Sólo estuvieron ocupados durante unos meses, pero la provincia también contó con dos campos de concentración para presos del Franquismo: uno ubicado en la capital y otro en Toro. La saturación de las cárceles provocó que los dirigentes de la dictadura optaran por esta solución para hacinar, muchas veces en condiciones insalubres, a sus enemigos políticos, que también se vieron obligados a realizar trabajos forzosos como pena por su participación en la contienda.

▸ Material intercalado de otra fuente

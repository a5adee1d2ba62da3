//! 絞り込み・ページ送りのシナリオテスト

use std::collections::BTreeSet;

use nas_viewer_common::pagination::{next_page_url, previous_page_url};
use nas_viewer_common::{apply_filters, FilterCriteria, Row};
use url::Url;

fn row(id: &str, category: &str, device: &str, date: &str) -> Row {
    Row {
        id: id.to_string(),
        category: category.to_string(),
        device: device.to_string(),
        date: date.to_string(),
        ..Default::default()
    }
}

fn sample_rows() -> Vec<Row> {
    vec![
        row("1", "エラー", "cam1", "2024/01/05"),
        row("2", "通常", "cam1", "2024/01/10"),
        row("3", "エラー", "cam2", "2024/01/15"),
        row("4", "通常", "cam3", "2024/01/20"),
        row("5", "エラー", "cam3", "2024/01/25"),
    ]
}

/// カテゴリ「エラー」のみ選択、機器名は未選択
#[test]
fn test_error_category_only() {
    let rows = sample_rows();
    let criteria = FilterCriteria::from_inputs(vec!["エラー".to_string()], Vec::new(), "", "");
    let outcome = apply_filters(&rows, &criteria);

    let ids: Vec<&str> = outcome.visible_rows(&rows).iter().map(|r| r.id.as_str()).collect();
    assert_eq!(ids, vec!["1", "3", "5"]);
    assert_eq!(outcome.visible_count, 3);
    assert_eq!(outcome.summary().as_deref(), Some("3/5件のデータを表示中"));
}

/// 日付範囲 2024-01-10〜2024-01-20
#[test]
fn test_date_range_scenario() {
    let criteria = FilterCriteria::from_inputs(Vec::new(), Vec::new(), "2024-01-10", "2024-01-20");
    assert!(criteria.matches(&row("a", "通常", "cam1", "2024/01/15")));
    assert!(!criteria.matches(&row("b", "通常", "cam1", "2024/01/05")));
}

/// カテゴリ・機器名が未選択なら日付条件だけで決まる
#[test]
fn test_empty_sets_reduce_to_date_range() {
    let rows = sample_rows();
    let criteria = FilterCriteria::from_inputs(Vec::new(), Vec::new(), "2024-01-10", "2024-01-20");
    for r in &rows {
        assert_eq!(criteria.matches(r), criteria.date_in_range(&r.date), "row {}", r.id);
    }
}

/// 選択外のカテゴリは日付に関係なく非表示
#[test]
fn test_unselected_category_hidden_regardless_of_date() {
    let categories: BTreeSet<String> = ["通常".to_string()].into_iter().collect();
    let criteria = FilterCriteria {
        categories,
        ..Default::default()
    };
    for r in sample_rows().iter().filter(|r| r.category == "エラー") {
        assert!(!criteria.matches(r));
    }
}

/// 複合条件（カテゴリ + 機器名 + 日付）
#[test]
fn test_combined_criteria() {
    let rows = sample_rows();
    let criteria = FilterCriteria::from_inputs(
        vec!["エラー".to_string()],
        vec!["cam3".to_string()],
        "2024-01-01",
        "",
    );
    let outcome = apply_filters(&rows, &criteria);
    assert_eq!(outcome.visibility, vec![false, false, false, false, true]);
}

#[test]
fn test_page_navigation_scenario() {
    let current = Url::parse("http://nas.local/?page=2").unwrap();
    assert_eq!(next_page_url(&current).as_str(), "http://nas.local/?page=3");

    let first = Url::parse("http://nas.local/?page=1").unwrap();
    assert!(previous_page_url(&first).is_none());
}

El campo de concentración de Toro se abrió antes, incluso, del final de la Guerra Civil, aunque ya cuando la tendencia conducía inexorablemente al triunfo del levantamiento militar. Se tiene constancia, por primera vez, de su apertura, en febrero de 1939. Como explica el historiador Cándido Ruiz, en lugar de construcciones nuevas, como en la Alemania Nazi, el Franquismo optó por utilizar edificios ya existentes para convertirlos en improvisadas prisiones. 

En el caso de la localidad zamorana, el Hospital de la Convalecencia, el Hospital de la Cruz y el Asilo de la Fundación de la Marquesa de Valparaíso fueron los centros escogidos para ubicar a un número de reos que llegó a ser de 1792 en el mes de abril, el primero tras el final de la Guerra. En los meses sucesivos, estos espacios se fueron vaciando de forma paulatina para proceder al traslado de una buena parte de los prisioneros a Miranda de Ebro, que mantuvo su campo de concentración abierto hasta enero de 1947.

En la capital, el primer dato corresponde a abril de 1939, cuando más de 600 presos llegaron a la capital. En mayo, se alcanzaron los 2.287 tras el aterrizaje de varios centenares de enemigos políticos del régimen procedentes de San Lorenzo del Escorial. A pesar de ello, tampoco duraron mucho en la zona y fueron derivados a otros lugares antes de 1940.

PRESOS CLASIFICADOS

El historiador Cándido Ruiz explica que los campos de concentración, "un invento español, que se remonta a la Guerra de Cuba de finales del XIX", sirvieron para "clasificar los presos en orden de peligrosidad". Así, a los internos se le asignaban letras desde la A hasta la D, para determinar si eran afectos al régimen, desafectos sin responsabilidades penales o mandos políticos del bando republicano en diferente grado. Estos espacios fueron, por tanto, un instrumento más de represión utilizado en la etapa de posguerra.